DOI: 10.1016/j.jsb.2009.11.004 DOI Help
PMID: 19914381 PMID Help

Authors: Christina Kamma-lorger (Cardiff University) , Craig Boote (University of Cardiff) , Sally Hayes (University of Cardiff) , Julian Moger (University of Exeter) , Manfred Burhammer (ESRF) , Carlo Knupp (Cardiff University) , Andrew Quantock (Cardiff University) , Thomas Sorensen (Diamond Light Source) , Emmanuella Dicola (ESRF) , Nick White (Cardiff University) , Keith Meek (Cardiff University) , Robert Young (Cardiff University)
Co-authored by industrial partner: No

Type: Journal Paper
Journal: Journal Of Structural Biology , VOL 169 (3) , PAGES 424-430

State: Published (Approved)
Published: March 2010
Diamond Proposal Number(s): 919

Abstract: A network of circumferentially oriented collagen fibrils exists in the periphery of the human cornea, and is thought to be pivotal in maintaining corneal biomechanical stability and curvature. However, it is unknown whether or not this key structural arrangement predominates throughout the entire corneal thickness or exists as a discrete feature at a particular tissue depth; or if it incorporates any elastic fibres and how, with respect to tissue depth, the circumcomeal annulus integrates with the orthogonally arranged collagen of the central cornea.

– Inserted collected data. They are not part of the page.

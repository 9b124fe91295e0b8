//! Rule definitions and compilation

use super::actions::{parse_action, Action, ActionStage, ParsedAction, RuleAttribute};
use super::config::{RuleConfig, RuleSeverity, WafConfig};
use super::error::{WafError, WafResult};
use super::exceptions::RuleExceptions;
use super::operators::RuleOperator;
use super::transaction::Transaction;
use super::transforms::TransformPipeline;
use super::variables::{parse_variable_list, MacroString, Variable};
use std::collections::HashMap;
use std::sync::Arc;
use tracing::{debug, info, warn};

/// Default phase of rules that do not name one
pub const DEFAULT_PHASE: u8 = 2;

/// Number of processing phases
pub const PHASE_COUNT: usize = 5;

/// A compiled rule, the head or one link of a chain.
#[derive(Debug)]
pub struct Rule {
    id: i64,
    phase: u8,
    msg: Option<MacroString>,
    tags: Vec<String>,
    severity: Option<RuleSeverity>,
    ver: Option<String>,
    rev: Option<String>,
    maturity: Option<u8>,
    accuracy: Option<u8>,
    variables: Vec<Box<dyn Variable>>,
    operator: RuleOperator,
    transforms: TransformPipeline,
    actions: Vec<Box<dyn Action>>,
    multi_match: bool,
    capture: bool,
    chained: bool,
    chain: Option<Box<Rule>>,
}
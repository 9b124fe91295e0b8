//! Configuration file loader.
//!
//! Reads the engine TOML, merges the rule files listed in `waf.include`
//! and runs the registered validators before anything is compiled.

use super::error::{ConfigError, ConfigResult};
use super::types::EngineConfig;
use super::validation::{BasicValidator, RuleCompileValidator, ValidationSeverity, Validator};
use crate::modules::waf::{RuleFile, WafError, WafHandler};
use std::fs;
use std::path::{Path, PathBuf};
use tracing::{debug, info, warn};

const STRING_ORIGIN: &str = "<string>";

/// Loads, merges and validates engine configuration.
#[derive(Debug, Default)]
pub struct ConfigLoader {
    validators: Vec<Box<dyn Validator>>,
}

impl ConfigLoader {
    /// Create a loader without validators.
    #[must_use]
    pub fn new() -> Self {
        Self::default()
    }

    /// Create a loader running the structural checks and a strict rule
    /// compile pass.
    #[must_use]
    pub fn with_default_validators() -> Self {
        Self::new()
            .with_validator(BasicValidator::new())
            .with_validator(RuleCompileValidator::new())
    }

    /// Add a validator to the loader.
    #[must_use]
    pub fn with_validator<V: Validator + 'static>(mut self, validator: V) -> Self {
        self.validators.push(Box::new(validator));
        self
    }

    /// Load configuration from a file.
    ///
    /// Relative `waf.include` entries resolve against the file's directory.
    ///
    /// # Errors
    ///
    /// Returns an error if the file or an included rule file is missing or
    /// unreadable, if any TOML is malformed, or if validation fails.
    pub fn load<P: AsRef<Path>>(&self, path: P) -> ConfigResult<EngineConfig> {
        let path = path.as_ref();
        let content = read(path)?;
        debug!(path = %path.display(), "Loading configuration");

        let mut config: EngineConfig = toml::from_str(&content)
            .map_err(|e| ConfigError::parse(path.display().to_string(), e))?;
        let base = path.parent().unwrap_or_else(|| Path::new("."));
        merge_includes(&mut config, base)?;
        self.validate(&config)?;
        Ok(config)
    }

    /// Load configuration from a TOML string.
    ///
    /// Relative `waf.include` entries resolve against the working directory.
    ///
    /// # Errors
    ///
    /// Returns an error if the TOML is malformed, an included rule file
    /// cannot be loaded, or validation fails.
    pub fn load_str(&self, content: &str) -> ConfigResult<EngineConfig> {
        let mut config: EngineConfig =
            toml::from_str(content).map_err(|e| ConfigError::parse(STRING_ORIGIN, e))?;
        merge_includes(&mut config, Path::new("."))?;
        self.validate(&config)?;
        Ok(config)
    }

    /// Load configuration or fall back to defaults when the file is absent.
    ///
    /// # Errors
    ///
    /// Returns an error if the file exists but cannot be loaded.
    pub fn load_or_default<P: AsRef<Path>>(&self, path: P) -> ConfigResult<EngineConfig> {
        let path = path.as_ref();
        if path.exists() {
            self.load(path)
        } else {
            debug!(path = %path.display(), "No configuration file, using defaults");
            Ok(EngineConfig::default())
        }
    }

    /// Load a file and build a ready handler from it.
    ///
    /// Rules that fail to compile are returned next to the handler; run a
    /// [`RuleCompileValidator`] to reject them up front instead.
    ///
    /// # Errors
    ///
    /// Returns the same errors as [`ConfigLoader::load`].
    pub fn load_handler<P: AsRef<Path>>(
        &self,
        path: P,
    ) -> ConfigResult<(WafHandler, Vec<WafError>)> {
        let config = self.load(path)?;
        Ok(WafHandler::from_config(&config))
    }

    /// Write configuration as TOML.
    ///
    /// Included rules were merged on load, so they are written inline.
    ///
    /// # Errors
    ///
    /// Returns an error if serialization or writing fails.
    pub fn save<P: AsRef<Path>>(&self, config: &EngineConfig, path: P) -> ConfigResult<()> {
        let path = path.as_ref();
        let content = toml::to_string_pretty(config)?;
        fs::write(path, content).map_err(|source| ConfigError::Write {
            path: path.to_path_buf(),
            source,
        })
    }

    fn validate(&self, config: &EngineConfig) -> ConfigResult<()> {
        let mut errors = Vec::new();
        for validator in &self.validators {
            let result = validator.validate(config);
            for issue in result.issues() {
                match issue.severity {
                    ValidationSeverity::Warning => {
                        warn!(field = %issue.field, "{}", issue.message);
                    },
                    ValidationSeverity::Error => {
                        errors.push(format!("{}: {}", issue.field, issue.message));
                    },
                }
            }
        }

        if errors.is_empty() {
            Ok(())
        } else {
            Err(ConfigError::Invalid(errors))
        }
    }
}

fn read(path: &Path) -> ConfigResult<String> {
    if !path.exists() {
        return Err(ConfigError::NotFound(path.to_path_buf()));
    }
    fs::read_to_string(path).map_err(|source| ConfigError::Read {
        path: path.to_path_buf(),
        source,
    })
}

/// Files named by one include entry: the file itself, or the `*.toml`
/// files of a directory in name order.
fn include_files(path: &Path) -> ConfigResult<Vec<PathBuf>> {
    if !path.is_dir() {
        return Ok(vec![path.to_path_buf()]);
    }

    let entries = fs::read_dir(path).map_err(|source| ConfigError::Read {
        path: path.to_path_buf(),
        source,
    })?;
    let mut files = Vec::new();
    for entry in entries {
        let entry = entry.map_err(|source| ConfigError::Read {
            path: path.to_path_buf(),
            source,
        })?;
        let file = entry.path();
        if file.is_file() && file.extension().is_some_and(|ext| ext == "toml") {
            files.push(file);
        }
    }
    files.sort();
    Ok(files)
}

fn merge_includes(config: &mut EngineConfig, base: &Path) -> ConfigResult<()> {
    for entry in std::mem::take(&mut config.waf.include) {
        for file in include_files(&base.join(entry))? {
            let content = read(&file)?;
            let rules: RuleFile = toml::from_str(&content)
                .map_err(|e| ConfigError::parse(file.display().to_string(), e))?;
            info!(
                path = %file.display(),
                rules = rules.rules.len(),
                exceptions = rules.exceptions.len(),
                "Included rule file"
            );
            config.waf.merge(rules);
        }
    }
    Ok(())
}

#[cfg(test)]
mod tests {
    use super::*;
    use crate::modules::waf::RuleConfig;
    use tempfile::tempdir;

    const RULES_A: &str = r#"
        [[rules]]
        id = 10
        variables = ["ARGS"]
        operator = "@contains a"
    "#;

    const RULES_B: &str = r#"
        remove_rule_ids = [10]

        [[rules]]
        id = 20
        variables = ["ARGS"]
        operator = "@contains b"

        [[exceptions]]
        id = 20
        targets = ["!ARGS:safe"]
    "#;

    #[test]
    fn test_load_from_string() {
        let config = ConfigLoader::new()
            .load_str(
                r#"
            [engine]
            name = "inline"
            mode = "detection_only"
        "#,
            )
            .unwrap();
        assert_eq!(config.engine.name, "inline");
        assert!(config.waf.rules.is_empty());
    }

    #[test]
    fn test_parse_error_names_origin() {
        let err = ConfigLoader::new().load_str("[engine").unwrap_err();
        assert!(matches!(&err, ConfigError::Parse { origin, .. } if origin == "<string>"));
    }

    #[test]
    fn test_include_file_and_directory() {
        let dir = tempdir().unwrap();
        fs::create_dir(dir.path().join("rules.d")).unwrap();
        fs::write(dir.path().join("base.toml"), RULES_A).unwrap();
        fs::write(dir.path().join("rules.d").join("20-extra.toml"), RULES_B).unwrap();
        fs::write(dir.path().join("rules.d").join("README.md"), "not rules").unwrap();

        let config_path = dir.path().join("waf.toml");
        fs::write(
            &config_path,
            r#"
            [waf]
            include = ["base.toml", "rules.d"]

            [[waf.rules]]
            id = 1
            variables = ["REQUEST_URI"]
            operator = "@beginsWith /"
        "#,
        )
        .unwrap();

        let config = ConfigLoader::with_default_validators()
            .load(&config_path)
            .unwrap();
        let ids: Vec<i64> = config.waf.rules.iter().map(|r| r.id).collect();
        assert_eq!(ids, vec![1, 10, 20]);
        assert_eq!(config.waf.exceptions.len(), 1);
        assert_eq!(config.waf.remove_rule_ids, vec![10]);
        assert!(config.waf.include.is_empty());
    }

    #[test]
    fn test_missing_include_is_not_found() {
        let dir = tempdir().unwrap();
        let config_path = dir.path().join("waf.toml");
        fs::write(&config_path, "[waf]\ninclude = [\"missing.toml\"]\n").unwrap();

        let err = ConfigLoader::new().load(&config_path).unwrap_err();
        assert!(matches!(err, ConfigError::NotFound(p) if p.ends_with("missing.toml")));
    }

    #[test]
    fn test_load_nonexistent_file() {
        let result = ConfigLoader::new().load("/nonexistent/path/waf.toml");
        assert!(matches!(result, Err(ConfigError::NotFound(_))));
    }

    #[test]
    fn test_load_or_default() {
        let config = ConfigLoader::new().load_or_default("/nonexistent/path").unwrap();
        assert_eq!(config.engine.name, "r0n-waf");
    }

    #[test]
    fn test_validation_errors_are_collected() {
        let loader = ConfigLoader::with_default_validators();
        let err = loader
            .load_str(
                r#"
            [engine]
            name = ""
            [[waf.rules]]
            id = 7
            variables = ["ARGS"]
            operator = "@rx ok"
            [[waf.rules]]
            id = 7
            variables = ["ARGS"]
            operator = "@rx ok"
        "#,
            )
            .unwrap_err();

        let ConfigError::Invalid(errors) = err else {
            panic!("expected validation failure, got {err}");
        };
        assert!(errors.iter().any(|e| e.starts_with("engine.name:")));
        assert!(errors.iter().any(|e| e.contains("Duplicate rule id: 7")));
    }

    #[test]
    fn test_load_handler() {
        let dir = tempdir().unwrap();
        let config_path = dir.path().join("waf.toml");
        fs::write(&config_path, "[waf]\ninclude = [\"a.toml\"]\n").unwrap();
        fs::write(dir.path().join("a.toml"), RULES_A).unwrap();

        let (handler, errors) = ConfigLoader::new().load_handler(&config_path).unwrap();
        assert!(errors.is_empty());
        assert_eq!(handler.rules().len(), 1);
        assert!(handler.rules().get(10).is_some());
    }

    #[test]
    fn test_save_and_load() {
        let dir = tempdir().unwrap();
        let config_path = dir.path().join("saved.toml");

        let mut config = EngineConfig::default();
        config.engine.name = "saved-waf".to_string();
        config.waf.rules.push(RuleConfig {
            id: 5,
            variables: vec!["REQUEST_URI".to_string()],
            operator: "@beginsWith /admin".to_string(),
            ..Default::default()
        });

        let loader = ConfigLoader::new();
        loader.save(&config, &config_path).unwrap();

        let loaded = loader.load(&config_path).unwrap();
        assert_eq!(loaded.engine.name, "saved-waf");
        assert_eq!(loaded.waf.rules[0].operator, "@beginsWith /admin");
    }
}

To address these issues we performed a three-dimensional investigation of fibrous collagen and elastin architecture in the peripheral and central human cornea using synchrotron X-ray scattering and non-linear microscopy. This showed that the network of collagen fibrils circumscribing the human cornea is located in the posterior one-third of the tissue and is interlaced with significant numbers of mature elastic fibres which mirror the alignment of the collagen. The orthogonal arrangement of collagen in the central cornea is also mainly restricted to the posterior stromal layers. This information will aid the development of corneal biomechanical models aimed at explaining how normal corneal curvature is sustained and further predicting the outcome of surgical procedures. (C) 2009 Elsevier Inc. All rights reserved.

Journal Keywords: Collagen; X-ray diffraction; Mature elastic fibres; Non-linear microscopy; Cornea

Subject Areas: Medicine


Instruments: I02-Macromolecular Crystallography